■ MATERIAL FOR THIS EXERCISE:
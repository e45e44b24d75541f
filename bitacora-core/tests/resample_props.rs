use bitacora_core::{
    DisplayMode, Granularity, Point, Series, SeriesKey, intersect_aligned, month_start,
    monthly_last, normalize, resample,
};
use chrono::{Datelike, Days, NaiveDate};
use proptest::prelude::*;

fn d(y: i32, m: u32, day: u32) -> NaiveDate {
    NaiveDate::from_ymd_opt(y, m, day).unwrap()
}

fn arb_series() -> impl Strategy<Value = Series> {
    proptest::collection::vec((0u64..800, 1.0f64..1.0e4), 0..120).prop_map(|pts| {
        Series::new(
            pts.into_iter()
                .map(|(o, v)| Point::new(d(2022, 1, 1) + Days::new(o), v)),
        )
    })
}

proptest! {
    #[test]
    fn one_point_per_month_holding_the_last_value(series in arb_series()) {
        let monthly = monthly_last(&series);

        prop_assert!(monthly.iter().all(|p| p.date.day() == 1));
        prop_assert!(monthly.points().windows(2).all(|w| w[0].date < w[1].date));

        let months: std::collections::BTreeSet<NaiveDate> =
            series.dates().map(month_start).collect();
        prop_assert_eq!(monthly.len(), months.len());

        for p in &monthly {
            let last = series
                .iter()
                .filter(|q| month_start(q.date) == p.date)
                .last()
                .map(|q| q.value);
            prop_assert_eq!(Some(p.value), last);
        }

        // already monthly input is left alone
        prop_assert_eq!(monthly_last(&monthly), monthly.clone());
        prop_assert_eq!(resample(&series, Granularity::Monthly), monthly);
    }
}

#[test]
fn daily_indicator_collapses_to_month_end_values() {
    let uf = Series::new(vec![
        Point::new(d(2024, 1, 2), 36_800.0),
        Point::new(d(2024, 1, 31), 36_850.0),
        Point::new(d(2024, 2, 1), 36_860.0),
        Point::new(d(2024, 2, 29), 36_900.0),
    ]);
    assert_eq!(
        monthly_last(&uf),
        Series::new(vec![
            Point::new(d(2024, 1, 1), 36_850.0),
            Point::new(d(2024, 2, 1), 36_900.0),
        ])
    );
}

#[test]
fn monthly_inputs_intersect_and_rebase() {
    // daily indicator against month-stamped price rows
    let uf = monthly_last(&Series::new(vec![
        Point::new(d(2024, 1, 15), 50.0),
        Point::new(d(2024, 2, 20), 60.0),
        Point::new(d(2024, 3, 10), 75.0),
    ]));
    let ech = Series::new(vec![
        Point::new(d(2024, 2, 1), 30.0),
        Point::new(d(2024, 3, 1), 33.0),
        Point::new(d(2024, 4, 1), 36.0),
    ]);
    let aligned = intersect_aligned(vec![
        (SeriesKey::new("uf"), uf),
        (SeriesKey::new("ipsa"), ech),
    ]);
    assert_eq!(aligned.axis, vec![d(2024, 2, 1), d(2024, 3, 1)]);

    let rebased = normalize(aligned.get(SeriesKey::new("uf")).unwrap(), DisplayMode::Base100);
    assert_eq!(
        rebased.series,
        Series::new(vec![Point::new(d(2024, 2, 1), 100.0), Point::new(d(2024, 3, 1), 125.0)])
    );
}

■ WHAT IS REQUIRED:
All of the records go in your answer, copied exactly.

■ SOLUTION FOR THIS TASK:
repository e45e44b24d75541f
filename bitacora-core/tests/resample_props.rs
use bitacora_core::{
    DisplayMode, Granularity, Point, Series, SeriesKey, intersect_aligned, month_start,
    monthly_last, normalize, resample,
};
use chrono::{Datelike, Days, NaiveDate};
use proptest::prelude::*;

fn d(y: i32, m: u32, day: u32) -> NaiveDate {
    NaiveDate::from_ymd_opt(y, m, day).unwrap()
}

fn arb_series() -> impl Strategy<Value = Series> {
    proptest::collection::vec((0u64..800, 1.0f64..1.0e4), 0..120).prop_map(|pts| {
        Series::new(
            pts.into_iter()
                .map(|(o, v)| Point::new(d(2022, 1, 1) + Days::new(o), v)),
        )
    })
}

proptest! {
    #[test]
    fn one_point_per_month_holding_the_last_value(series in arb_series()) {
        let monthly = monthly_last(&series);

        prop_assert!(monthly.iter().all(|p| p.date.day() == 1));
        prop_assert!(monthly.points().windows(2).all(|w| w[0].date < w[1].date));

        let months: std::collections::BTreeSet<NaiveDate> =
            series.dates().map(month_start).collect();
        prop_assert_eq!(monthly.len(), months.len());

        for p in &monthly {
            let last = series
                .iter()
                .filter(|q| month_start(q.date) == p.date)
                .last()
                .map(|q| q.value);
            prop_assert_eq!(Some(p.value), last);
        }

        // already monthly input is left alone
        prop_assert_eq!(monthly_last(&monthly), monthly.clone());
        prop_assert_eq!(resample(&series, Granularity::Monthly), monthly);
    }
}

#[test]
fn daily_indicator_collapses_to_month_end_values() {
    let uf = Series::new(vec![
        Point::new(d(2024, 1, 2), 36_800.0),
        Point::new(d(2024, 1, 31), 36_850.0),
        Point::new(d(2024, 2, 1), 36_860.0),
        Point::new(d(2024, 2, 29), 36_900.0),
    ]);
    assert_eq!(
        monthly_last(&uf),
        Series::new(vec![
            Point::new(d(2024, 1, 1), 36_850.0),
            Point::new(d(2024, 2, 1), 36_900.0),
        ])
    );
}

#[test]
fn monthly_inputs_intersect_and_rebase() {
    // daily indicator against month-stamped price rows
    let uf = monthly_last(&Series::new(vec![
        Point::new(d(2024, 1, 15), 50.0),
        Point::new(d(2024, 2, 20), 60.0),
        Point::new(d(2024, 3, 10), 75.0),
    ]));
    let ech = Series::new(vec![
        Point::new(d(2024, 2, 1), 30.0),
        Point::new(d(2024, 3, 1), 33.0),
        Point::new(d(2024, 4, 1), 36.0),
    ]);
    let aligned = intersect_aligned(vec![
        (SeriesKey::new("uf"), uf),
        (SeriesKey::new("ipsa"), ech),
    ]);
    assert_eq!(aligned.axis, vec![d(2024, 2, 1), d(2024, 3, 1)]);

    let rebased = normalize(aligned.get(SeriesKey::new("uf")).unwrap(), DisplayMode::Base100);
    assert_eq!(
        rebased.series,
        Series::new(vec![Point::new(d(2024, 2, 1), 100.0), Point::new(d(2024, 3, 1), 125.0)])
    );
}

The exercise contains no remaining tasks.